Worstall makes a fairly big mistake in his article. That is, if we adopt manufacturing processes that will make goods cheaper, the inequality gap will disappear (the “arrival of true communism.”) Undoubtedly, access to cheaper goods will be there but that doesn’t account for the ability, or inability, to buy those cheaper goods. You need income to do that. Where will your wage come from if you’ve been replaced by a robot?
Let’s assume that robots have really begun to replace highly specialized jobs and that means workers in the economy will have to shift careers. That requires re-training, which is really expensive and moving robots into select sectors will probably not have an effect on the cost of that education. I imagine an explosion of student debt will occur, unless we move to a universal higher education system a la Denmark (which then means higher taxes.)
With the kind of capitalist economy we have, the cost of having these robots do skilled, high-paying jobs will be shifted somewhere. I imagine that the working and middle classes will bear a lot of that cost in re-training, changes in lifestyle, relocation, so on and so forth. When America lost our manufacturing economy, we lost export capacity and came into an economy that, eventually, started holding on by a thread (thanks, in part, to reliance on credit and debt.) I can only wonder what will happen to our skilled workforce if they’re replaced by robots, and the next economic crash occurs. That’s my cynicism of replacing humans with robots in the American economy, and makes me sympathetic with Kaminska’s article.

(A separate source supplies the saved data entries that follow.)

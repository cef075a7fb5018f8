//! `EtlTask` — one discovered processing unit inside an archive (spec §3).

use chrono::{DateTime, Utc};
use serde::{Deserialize, Serialize};

use crate::ids::generate_id;

#[derive(Debug, Clone, Copy, PartialEq, Eq, Serialize, Deserialize)]
#[serde(rename_all = "snake_case")]
pub enum EtlTaskStatus {
    Created,
    Extracting,
    Transforming,
    Uploading,
    Completed,
    Failed,
}

/// One discovered processing unit inside an archive: a single provider,
/// interaction type, and set of source URIs run through extract/transform/
/// upload.
///
/// `source_uris` generalizes the original implementation's single
/// `source_uri` field to a non-empty sorted list, per spec §3's invariant;
/// the single-URI case is simply a list of length one.
#[derive(Debug, Clone, PartialEq, Serialize, Deserialize)]
pub struct EtlTask {
    pub id: String,
    pub archive_id: String,
    pub provider: String,
    pub interaction_type: String,
    pub source_uris: Vec<String>,
    pub status: EtlTaskStatus,
    pub extracted_count: u64,
    pub transformed_count: u64,
    pub uploaded_count: u64,
    pub created_at: DateTime<Utc>,
    pub updated_at: DateTime<Utc>,
}

impl EtlTask {
    pub fn new(
        archive_id: impl Into<String>,
        provider: impl Into<String>,
        interaction_type: impl Into<String>,
        mut source_uris: Vec<String>,
    ) -> Self {
        assert!(!source_uris.is_empty(), "EtlTask requires at least one source URI");
        source_uris.sort();
        let now = Utc::now();
        Self {
            id: generate_id(),
            archive_id: archive_id.into(),
            provider: provider.into(),
            interaction_type: interaction_type.into(),
            source_uris,
            status: EtlTaskStatus::Created,
            extracted_count: 0,
            transformed_count: 0,
            uploaded_count: 0,
            created_at: now,
            updated_at: now,
        }
    }

    /// Invariant: `extracted_count >= transformed_count >= uploaded_count`.
    pub fn counts_consistent(&self) -> bool {
        self.extracted_count >= self.transformed_count
            && self.transformed_count >= self.uploaded_count
    }

    pub fn is_terminal(&self) -> bool {
        matches!(self.status, EtlTaskStatus::Completed | EtlTaskStatus::Failed)
    }
}

#[cfg(test)]
mod tests {
    use super::*;

    #[test]
    fn sorts_source_uris() {
        let t = EtlTask::new(
            "arc-1",
            "chatgpt",
            "chat_message",
            vec!["b.json".into(), "a.json".into()],
        );
        assert_eq!(t.source_uris, vec!["a.json".to_string(), "b.json".to_string()]);
    }

    #[test]
    fn counts_consistency_invariant() {
        let mut t = EtlTask::new("arc-1", "chatgpt", "chat_message", vec!["a.json".into()]);
        t.extracted_count = 10;
        t.transformed_count = 5;
        t.uploaded_count = 2;
        assert!(t.counts_consistent());
        t.uploaded_count = 11;
        assert!(!t.counts_consistent());
    }

    #[test]
    #[should_panic]
    fn rejects_empty_source_uris() {
        EtlTask::new("arc-1", "chatgpt", "chat_message", vec![]);
    }
}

Under a different set of circumstances, I am agnostic about using robots for any job if they can do the job better, and, optimally, I would be for it. If we were talking about a country that already works toward closing the inequality gap (like the social democratic-oriented countries,) then I would share Worstall’s view. In those economies, it would be easier to re-tool and re-orient yourself (also assuming that you’re young enough to do so.)